Your answer should consist of every line in the records that holds "IndexOptions".

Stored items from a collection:
------------------------------------------------------------------------

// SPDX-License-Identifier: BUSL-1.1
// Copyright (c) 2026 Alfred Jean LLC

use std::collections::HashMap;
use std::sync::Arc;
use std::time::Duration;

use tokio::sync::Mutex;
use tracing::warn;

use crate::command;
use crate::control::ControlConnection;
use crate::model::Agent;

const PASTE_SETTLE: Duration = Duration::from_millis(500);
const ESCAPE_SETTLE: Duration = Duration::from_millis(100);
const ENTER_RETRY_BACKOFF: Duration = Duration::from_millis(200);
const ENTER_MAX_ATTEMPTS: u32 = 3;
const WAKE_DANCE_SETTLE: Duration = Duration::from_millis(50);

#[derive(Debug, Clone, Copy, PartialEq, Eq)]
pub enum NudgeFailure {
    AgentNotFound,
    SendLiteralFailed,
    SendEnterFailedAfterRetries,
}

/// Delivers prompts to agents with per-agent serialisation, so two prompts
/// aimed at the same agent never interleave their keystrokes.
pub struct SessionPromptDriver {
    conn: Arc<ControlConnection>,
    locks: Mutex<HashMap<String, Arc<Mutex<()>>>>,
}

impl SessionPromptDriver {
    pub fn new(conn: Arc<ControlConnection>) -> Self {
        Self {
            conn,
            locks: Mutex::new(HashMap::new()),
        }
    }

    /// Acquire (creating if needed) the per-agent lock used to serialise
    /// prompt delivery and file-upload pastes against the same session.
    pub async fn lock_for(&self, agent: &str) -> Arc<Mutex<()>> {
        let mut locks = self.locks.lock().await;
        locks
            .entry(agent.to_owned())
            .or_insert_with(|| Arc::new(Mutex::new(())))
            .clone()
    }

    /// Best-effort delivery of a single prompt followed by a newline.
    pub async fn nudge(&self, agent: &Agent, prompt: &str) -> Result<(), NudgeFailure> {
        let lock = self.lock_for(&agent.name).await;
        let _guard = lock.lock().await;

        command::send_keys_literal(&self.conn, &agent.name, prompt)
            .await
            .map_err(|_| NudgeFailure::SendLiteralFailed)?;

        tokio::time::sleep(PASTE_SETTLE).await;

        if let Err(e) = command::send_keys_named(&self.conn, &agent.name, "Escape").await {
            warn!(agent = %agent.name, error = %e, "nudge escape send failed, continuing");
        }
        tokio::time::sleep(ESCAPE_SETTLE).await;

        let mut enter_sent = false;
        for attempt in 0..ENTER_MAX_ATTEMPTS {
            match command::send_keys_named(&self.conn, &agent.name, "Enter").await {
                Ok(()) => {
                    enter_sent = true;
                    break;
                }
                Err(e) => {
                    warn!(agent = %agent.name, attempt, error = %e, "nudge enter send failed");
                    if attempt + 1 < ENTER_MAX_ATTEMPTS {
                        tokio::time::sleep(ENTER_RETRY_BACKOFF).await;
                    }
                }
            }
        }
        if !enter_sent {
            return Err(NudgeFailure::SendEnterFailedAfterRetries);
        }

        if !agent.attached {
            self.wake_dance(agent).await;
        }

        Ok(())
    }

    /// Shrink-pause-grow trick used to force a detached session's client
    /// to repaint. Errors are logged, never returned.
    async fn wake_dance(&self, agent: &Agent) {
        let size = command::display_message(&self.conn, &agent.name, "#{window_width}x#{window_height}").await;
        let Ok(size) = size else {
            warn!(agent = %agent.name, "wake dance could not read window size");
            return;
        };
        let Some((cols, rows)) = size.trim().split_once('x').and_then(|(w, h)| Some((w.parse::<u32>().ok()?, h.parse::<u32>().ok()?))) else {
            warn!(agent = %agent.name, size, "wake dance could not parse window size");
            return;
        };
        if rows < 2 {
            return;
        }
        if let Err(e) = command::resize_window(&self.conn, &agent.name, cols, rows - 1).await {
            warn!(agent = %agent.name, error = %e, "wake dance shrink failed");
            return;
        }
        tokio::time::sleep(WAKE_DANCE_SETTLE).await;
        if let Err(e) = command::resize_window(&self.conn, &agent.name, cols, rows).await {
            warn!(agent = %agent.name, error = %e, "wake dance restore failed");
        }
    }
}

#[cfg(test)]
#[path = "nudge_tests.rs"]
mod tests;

------------------------------------------------------------------------

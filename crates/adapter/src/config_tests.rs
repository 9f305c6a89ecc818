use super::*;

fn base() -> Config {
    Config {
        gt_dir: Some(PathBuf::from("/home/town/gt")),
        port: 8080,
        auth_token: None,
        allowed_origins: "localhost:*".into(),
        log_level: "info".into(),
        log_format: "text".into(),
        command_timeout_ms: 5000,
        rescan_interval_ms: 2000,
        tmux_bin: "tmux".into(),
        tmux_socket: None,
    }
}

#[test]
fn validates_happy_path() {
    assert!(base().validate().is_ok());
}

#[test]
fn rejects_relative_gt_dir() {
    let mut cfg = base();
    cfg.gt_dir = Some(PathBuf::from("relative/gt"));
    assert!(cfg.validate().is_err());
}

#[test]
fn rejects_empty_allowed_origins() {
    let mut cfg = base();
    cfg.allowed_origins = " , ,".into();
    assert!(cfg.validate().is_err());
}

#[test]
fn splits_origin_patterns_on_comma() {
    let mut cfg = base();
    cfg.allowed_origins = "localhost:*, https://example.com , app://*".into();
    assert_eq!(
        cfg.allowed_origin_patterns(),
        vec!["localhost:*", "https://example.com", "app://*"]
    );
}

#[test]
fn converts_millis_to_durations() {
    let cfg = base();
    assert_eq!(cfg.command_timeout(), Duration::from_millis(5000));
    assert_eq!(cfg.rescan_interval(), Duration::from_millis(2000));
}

------------------------------------------------------------------------

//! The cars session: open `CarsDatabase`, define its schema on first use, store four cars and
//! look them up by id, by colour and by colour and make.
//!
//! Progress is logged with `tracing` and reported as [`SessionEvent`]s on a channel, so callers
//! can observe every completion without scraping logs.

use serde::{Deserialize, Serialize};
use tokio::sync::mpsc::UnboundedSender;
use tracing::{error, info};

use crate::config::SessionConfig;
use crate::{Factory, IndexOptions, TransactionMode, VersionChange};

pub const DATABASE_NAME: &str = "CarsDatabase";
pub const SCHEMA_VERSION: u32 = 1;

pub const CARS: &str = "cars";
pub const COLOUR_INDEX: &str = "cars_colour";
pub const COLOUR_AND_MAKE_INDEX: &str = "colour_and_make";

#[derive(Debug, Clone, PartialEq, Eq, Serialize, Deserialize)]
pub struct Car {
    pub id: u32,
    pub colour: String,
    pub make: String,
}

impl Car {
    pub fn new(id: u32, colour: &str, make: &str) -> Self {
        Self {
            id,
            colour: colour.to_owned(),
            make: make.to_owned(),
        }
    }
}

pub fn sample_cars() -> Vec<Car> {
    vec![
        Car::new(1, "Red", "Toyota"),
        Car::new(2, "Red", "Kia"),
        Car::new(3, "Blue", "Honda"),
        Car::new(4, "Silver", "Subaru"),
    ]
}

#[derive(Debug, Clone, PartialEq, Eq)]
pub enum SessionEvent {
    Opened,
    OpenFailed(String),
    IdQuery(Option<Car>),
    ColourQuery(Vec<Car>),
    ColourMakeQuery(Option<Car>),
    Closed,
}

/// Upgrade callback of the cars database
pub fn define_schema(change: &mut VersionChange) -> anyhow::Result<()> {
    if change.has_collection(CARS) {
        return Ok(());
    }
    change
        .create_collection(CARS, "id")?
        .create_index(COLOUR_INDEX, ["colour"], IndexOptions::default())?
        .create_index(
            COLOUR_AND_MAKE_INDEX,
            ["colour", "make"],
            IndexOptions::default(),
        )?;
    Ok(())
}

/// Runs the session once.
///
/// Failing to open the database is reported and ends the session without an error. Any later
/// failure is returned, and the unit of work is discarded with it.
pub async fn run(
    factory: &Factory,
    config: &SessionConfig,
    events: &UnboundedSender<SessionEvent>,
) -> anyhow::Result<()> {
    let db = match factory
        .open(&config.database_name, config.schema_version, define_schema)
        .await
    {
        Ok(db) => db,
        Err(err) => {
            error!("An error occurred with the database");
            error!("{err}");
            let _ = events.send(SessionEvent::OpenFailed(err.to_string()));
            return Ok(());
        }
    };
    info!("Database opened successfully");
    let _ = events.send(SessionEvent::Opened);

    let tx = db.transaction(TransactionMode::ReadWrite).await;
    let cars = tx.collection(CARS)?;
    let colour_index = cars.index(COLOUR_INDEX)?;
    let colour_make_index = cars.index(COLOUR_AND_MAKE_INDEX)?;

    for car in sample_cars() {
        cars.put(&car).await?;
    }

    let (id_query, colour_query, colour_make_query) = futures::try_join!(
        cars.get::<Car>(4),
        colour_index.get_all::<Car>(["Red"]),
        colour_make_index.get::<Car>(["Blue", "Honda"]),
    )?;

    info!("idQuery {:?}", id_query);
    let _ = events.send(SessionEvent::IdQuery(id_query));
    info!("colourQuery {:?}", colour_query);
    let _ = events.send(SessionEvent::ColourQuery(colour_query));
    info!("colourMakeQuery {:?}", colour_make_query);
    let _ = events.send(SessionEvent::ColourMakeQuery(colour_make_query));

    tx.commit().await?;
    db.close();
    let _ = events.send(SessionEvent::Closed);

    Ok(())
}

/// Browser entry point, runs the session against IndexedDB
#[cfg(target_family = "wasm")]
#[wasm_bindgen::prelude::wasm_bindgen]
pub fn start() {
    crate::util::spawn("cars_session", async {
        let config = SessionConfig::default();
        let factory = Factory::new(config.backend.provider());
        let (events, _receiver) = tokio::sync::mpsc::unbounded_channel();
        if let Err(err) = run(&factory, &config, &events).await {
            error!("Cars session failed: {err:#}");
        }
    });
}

------------------------------------------------------------------------

ANSWER BOX:
use crate::{Factory, IndexOptions, TransactionMode, VersionChange};
        .create_index(COLOUR_INDEX, ["colour"], IndexOptions::default())?
            IndexOptions::default(),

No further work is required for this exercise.